[EXERCISE INSTRUCTIONS]: Copy out every record precisely.

Saved data entries:
***

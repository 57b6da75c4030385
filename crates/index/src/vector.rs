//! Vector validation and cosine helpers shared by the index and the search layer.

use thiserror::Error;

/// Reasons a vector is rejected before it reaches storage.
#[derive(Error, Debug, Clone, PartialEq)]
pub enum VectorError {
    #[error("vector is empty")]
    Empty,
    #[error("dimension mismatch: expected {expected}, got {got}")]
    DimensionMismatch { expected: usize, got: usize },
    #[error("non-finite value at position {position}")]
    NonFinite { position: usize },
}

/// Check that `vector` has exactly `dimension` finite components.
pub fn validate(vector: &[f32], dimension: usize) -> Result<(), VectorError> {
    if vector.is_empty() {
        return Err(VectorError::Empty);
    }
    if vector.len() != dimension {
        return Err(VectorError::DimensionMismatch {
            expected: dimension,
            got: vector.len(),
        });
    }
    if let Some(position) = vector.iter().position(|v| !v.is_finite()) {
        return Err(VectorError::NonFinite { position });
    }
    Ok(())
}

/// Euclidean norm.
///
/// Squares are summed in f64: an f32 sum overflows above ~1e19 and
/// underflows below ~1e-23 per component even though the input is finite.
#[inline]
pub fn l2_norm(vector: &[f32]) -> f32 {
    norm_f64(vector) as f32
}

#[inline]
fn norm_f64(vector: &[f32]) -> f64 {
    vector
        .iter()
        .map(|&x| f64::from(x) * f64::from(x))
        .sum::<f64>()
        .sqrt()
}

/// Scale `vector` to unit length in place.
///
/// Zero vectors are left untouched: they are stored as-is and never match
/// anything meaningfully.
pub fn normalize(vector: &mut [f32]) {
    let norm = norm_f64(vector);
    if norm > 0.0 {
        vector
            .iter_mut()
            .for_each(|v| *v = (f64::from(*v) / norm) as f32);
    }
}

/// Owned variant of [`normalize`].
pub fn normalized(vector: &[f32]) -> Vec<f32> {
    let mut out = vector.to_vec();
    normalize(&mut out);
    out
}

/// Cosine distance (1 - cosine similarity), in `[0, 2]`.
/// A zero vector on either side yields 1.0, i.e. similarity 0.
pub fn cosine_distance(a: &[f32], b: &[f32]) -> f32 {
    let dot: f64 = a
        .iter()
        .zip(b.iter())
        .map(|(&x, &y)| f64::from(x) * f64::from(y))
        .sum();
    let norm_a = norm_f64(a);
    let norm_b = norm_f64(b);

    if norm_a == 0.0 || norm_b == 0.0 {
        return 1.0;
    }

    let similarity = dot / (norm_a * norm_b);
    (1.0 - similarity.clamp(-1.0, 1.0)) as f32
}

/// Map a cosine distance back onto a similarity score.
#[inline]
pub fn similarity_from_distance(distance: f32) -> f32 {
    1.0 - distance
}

***

[ANSWER BOX]:
repository 57b6da75c4030385
filename crates/index/src/vector.rs
//! Vector validation and cosine helpers shared by the index and the search layer.

use thiserror::Error;

/// Reasons a vector is rejected before it reaches storage.
#[derive(Error, Debug, Clone, PartialEq)]
pub enum VectorError {
    #[error("vector is empty")]
    Empty,
    #[error("dimension mismatch: expected {expected}, got {got}")]
    DimensionMismatch { expected: usize, got: usize },
    #[error("non-finite value at position {position}")]
    NonFinite { position: usize },
}

/// Check that `vector` has exactly `dimension` finite components.
pub fn validate(vector: &[f32], dimension: usize) -> Result<(), VectorError> {
    if vector.is_empty() {
        return Err(VectorError::Empty);
    }
    if vector.len() != dimension {
        return Err(VectorError::DimensionMismatch {
            expected: dimension,
            got: vector.len(),
        });
    }
    if let Some(position) = vector.iter().position(|v| !v.is_finite()) {
        return Err(VectorError::NonFinite { position });
    }
    Ok(())
}

/// Euclidean norm.
///
/// Squares are summed in f64: an f32 sum overflows above ~1e19 and
/// underflows below ~1e-23 per component even though the input is finite.
#[inline]
pub fn l2_norm(vector: &[f32]) -> f32 {
    norm_f64(vector) as f32
}

#[inline]
fn norm_f64(vector: &[f32]) -> f64 {
    vector
        .iter()
        .map(|&x| f64::from(x) * f64::from(x))
        .sum::<f64>()
        .sqrt()
}

/// Scale `vector` to unit length in place.
///
/// Zero vectors are left untouched: they are stored as-is and never match
/// anything meaningfully.
pub fn normalize(vector: &mut [f32]) {
    let norm = norm_f64(vector);
    if norm > 0.0 {
        vector
            .iter_mut()
            .for_each(|v| *v = (f64::from(*v) / norm) as f32);
    }
}

/// Owned variant of [`normalize`].
pub fn normalized(vector: &[f32]) -> Vec<f32> {
    let mut out = vector.to_vec();
    normalize(&mut out);
    out
}

/// Cosine distance (1 - cosine similarity), in `[0, 2]`.
/// A zero vector on either side yields 1.0, i.e. similarity 0.
pub fn cosine_distance(a: &[f32], b: &[f32]) -> f32 {
    let dot: f64 = a
        .iter()
        .zip(b.iter())
        .map(|(&x, &y)| f64::from(x) * f64::from(y))
        .sum();
    let norm_a = norm_f64(a);
    let norm_b = norm_f64(b);

    if norm_a == 0.0 || norm_b == 0.0 {
        return 1.0;
    }

    let similarity = dot / (norm_a * norm_b);
    (1.0 - similarity.clamp(-1.0, 1.0)) as f32
}

/// Map a cosine distance back onto a similarity score.
#[inline]
pub fn similarity_from_distance(distance: f32) -> f32 {
    1.0 - distance
}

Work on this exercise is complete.